[Source records]
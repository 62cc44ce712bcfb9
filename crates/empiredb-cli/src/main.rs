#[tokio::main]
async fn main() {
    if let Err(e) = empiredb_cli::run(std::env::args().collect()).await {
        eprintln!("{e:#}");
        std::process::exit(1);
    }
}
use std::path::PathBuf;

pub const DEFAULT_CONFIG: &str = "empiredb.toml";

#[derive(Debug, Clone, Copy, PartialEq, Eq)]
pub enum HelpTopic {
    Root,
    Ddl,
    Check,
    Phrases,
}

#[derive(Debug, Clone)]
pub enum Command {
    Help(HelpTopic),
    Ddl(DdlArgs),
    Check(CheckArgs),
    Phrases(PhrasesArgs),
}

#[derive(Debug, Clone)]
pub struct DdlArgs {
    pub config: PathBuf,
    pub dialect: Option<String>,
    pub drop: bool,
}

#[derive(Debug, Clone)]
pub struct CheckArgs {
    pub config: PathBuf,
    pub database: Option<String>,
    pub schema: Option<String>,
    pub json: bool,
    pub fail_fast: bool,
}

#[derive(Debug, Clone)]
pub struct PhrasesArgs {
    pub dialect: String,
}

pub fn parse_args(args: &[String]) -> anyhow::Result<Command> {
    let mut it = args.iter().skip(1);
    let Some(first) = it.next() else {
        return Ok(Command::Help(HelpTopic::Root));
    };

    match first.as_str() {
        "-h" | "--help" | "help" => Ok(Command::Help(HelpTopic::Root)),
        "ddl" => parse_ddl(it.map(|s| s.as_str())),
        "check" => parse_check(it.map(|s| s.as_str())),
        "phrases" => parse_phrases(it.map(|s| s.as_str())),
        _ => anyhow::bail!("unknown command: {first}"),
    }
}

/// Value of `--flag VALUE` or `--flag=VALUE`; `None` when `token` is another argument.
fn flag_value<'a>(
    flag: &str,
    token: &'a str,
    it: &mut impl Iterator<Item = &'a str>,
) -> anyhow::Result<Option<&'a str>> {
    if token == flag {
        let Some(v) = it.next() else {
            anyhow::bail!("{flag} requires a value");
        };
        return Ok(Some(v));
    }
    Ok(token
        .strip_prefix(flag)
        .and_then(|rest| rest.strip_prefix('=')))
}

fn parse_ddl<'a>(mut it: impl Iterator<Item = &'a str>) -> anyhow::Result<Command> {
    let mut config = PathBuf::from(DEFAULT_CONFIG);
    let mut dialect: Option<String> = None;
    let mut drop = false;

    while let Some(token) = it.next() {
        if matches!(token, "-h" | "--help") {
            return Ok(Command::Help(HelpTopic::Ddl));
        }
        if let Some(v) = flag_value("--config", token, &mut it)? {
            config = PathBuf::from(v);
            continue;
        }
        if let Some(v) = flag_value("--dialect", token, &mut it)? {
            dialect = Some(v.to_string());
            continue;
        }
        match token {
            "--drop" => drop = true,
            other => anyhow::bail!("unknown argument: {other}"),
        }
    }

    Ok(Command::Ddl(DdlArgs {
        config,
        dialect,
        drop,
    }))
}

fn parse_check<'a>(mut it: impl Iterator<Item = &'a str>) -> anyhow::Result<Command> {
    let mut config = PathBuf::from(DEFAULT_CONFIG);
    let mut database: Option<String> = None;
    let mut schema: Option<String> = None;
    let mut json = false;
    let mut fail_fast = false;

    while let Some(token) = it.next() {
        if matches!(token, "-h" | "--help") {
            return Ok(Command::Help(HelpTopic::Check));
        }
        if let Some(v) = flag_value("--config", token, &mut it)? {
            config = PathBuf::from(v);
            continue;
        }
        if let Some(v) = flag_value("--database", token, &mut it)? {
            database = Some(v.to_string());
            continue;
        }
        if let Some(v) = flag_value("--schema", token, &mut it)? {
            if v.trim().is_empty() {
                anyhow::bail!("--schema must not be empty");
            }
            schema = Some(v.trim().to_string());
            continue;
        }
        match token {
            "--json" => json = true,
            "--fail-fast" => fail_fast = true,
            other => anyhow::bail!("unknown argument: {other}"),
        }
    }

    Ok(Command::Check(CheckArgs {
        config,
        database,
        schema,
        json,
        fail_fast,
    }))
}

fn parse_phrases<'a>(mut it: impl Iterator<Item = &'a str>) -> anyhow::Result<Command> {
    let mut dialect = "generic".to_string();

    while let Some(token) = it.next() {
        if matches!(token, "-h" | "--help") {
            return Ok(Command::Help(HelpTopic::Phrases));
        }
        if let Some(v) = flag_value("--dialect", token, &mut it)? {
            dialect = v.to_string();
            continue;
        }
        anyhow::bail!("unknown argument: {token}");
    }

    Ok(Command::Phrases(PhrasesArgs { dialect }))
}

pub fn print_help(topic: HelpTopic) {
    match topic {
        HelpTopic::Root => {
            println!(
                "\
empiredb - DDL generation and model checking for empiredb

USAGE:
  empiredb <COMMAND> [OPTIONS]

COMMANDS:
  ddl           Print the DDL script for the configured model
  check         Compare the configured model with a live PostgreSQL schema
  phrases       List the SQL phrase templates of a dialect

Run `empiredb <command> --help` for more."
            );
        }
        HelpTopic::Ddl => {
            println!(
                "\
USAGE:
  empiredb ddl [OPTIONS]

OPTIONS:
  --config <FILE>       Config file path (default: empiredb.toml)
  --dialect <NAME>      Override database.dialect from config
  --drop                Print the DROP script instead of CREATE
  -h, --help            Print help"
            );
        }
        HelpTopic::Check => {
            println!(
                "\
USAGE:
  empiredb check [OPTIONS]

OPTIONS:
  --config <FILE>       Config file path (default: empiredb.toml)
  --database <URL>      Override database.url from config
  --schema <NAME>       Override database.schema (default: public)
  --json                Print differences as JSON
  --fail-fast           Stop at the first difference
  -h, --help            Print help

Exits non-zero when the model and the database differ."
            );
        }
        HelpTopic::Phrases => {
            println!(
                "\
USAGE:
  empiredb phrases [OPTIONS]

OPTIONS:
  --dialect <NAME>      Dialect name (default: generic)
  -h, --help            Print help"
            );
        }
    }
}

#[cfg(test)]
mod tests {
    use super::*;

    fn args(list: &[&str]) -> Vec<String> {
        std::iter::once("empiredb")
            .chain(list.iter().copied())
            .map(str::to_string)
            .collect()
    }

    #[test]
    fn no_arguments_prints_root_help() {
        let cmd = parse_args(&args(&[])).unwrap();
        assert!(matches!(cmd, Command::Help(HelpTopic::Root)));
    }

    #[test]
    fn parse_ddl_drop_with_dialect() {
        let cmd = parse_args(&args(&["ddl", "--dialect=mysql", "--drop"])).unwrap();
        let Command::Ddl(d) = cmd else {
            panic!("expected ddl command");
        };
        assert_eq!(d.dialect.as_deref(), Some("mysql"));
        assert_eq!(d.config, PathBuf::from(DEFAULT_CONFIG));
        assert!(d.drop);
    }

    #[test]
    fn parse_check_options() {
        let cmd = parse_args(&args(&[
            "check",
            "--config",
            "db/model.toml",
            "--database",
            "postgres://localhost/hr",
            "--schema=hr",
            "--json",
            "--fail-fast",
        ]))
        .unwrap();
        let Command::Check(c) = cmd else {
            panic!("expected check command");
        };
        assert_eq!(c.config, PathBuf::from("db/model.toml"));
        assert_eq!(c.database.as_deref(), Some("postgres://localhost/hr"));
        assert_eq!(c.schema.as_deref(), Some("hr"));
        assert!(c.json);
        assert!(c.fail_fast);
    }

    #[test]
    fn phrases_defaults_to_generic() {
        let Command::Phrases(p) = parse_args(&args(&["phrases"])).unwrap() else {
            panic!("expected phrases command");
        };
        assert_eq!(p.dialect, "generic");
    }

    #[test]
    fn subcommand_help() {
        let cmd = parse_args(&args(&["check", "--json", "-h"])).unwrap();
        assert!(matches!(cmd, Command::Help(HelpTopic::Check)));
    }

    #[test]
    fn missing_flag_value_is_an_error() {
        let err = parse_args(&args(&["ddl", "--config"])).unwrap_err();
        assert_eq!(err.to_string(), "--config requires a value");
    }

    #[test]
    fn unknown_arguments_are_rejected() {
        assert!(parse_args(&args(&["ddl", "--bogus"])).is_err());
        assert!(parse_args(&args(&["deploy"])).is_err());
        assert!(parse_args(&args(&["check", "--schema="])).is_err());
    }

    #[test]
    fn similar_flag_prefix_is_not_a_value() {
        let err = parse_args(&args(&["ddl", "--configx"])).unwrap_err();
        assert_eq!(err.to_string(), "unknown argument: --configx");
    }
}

WORK REQUEST »
Where the string "DdlArgs" occurs in the data, return the whole line.

ANSWER BELOW »
    Ddl(DdlArgs),
pub struct DdlArgs {
    Ok(Command::Ddl(DdlArgs {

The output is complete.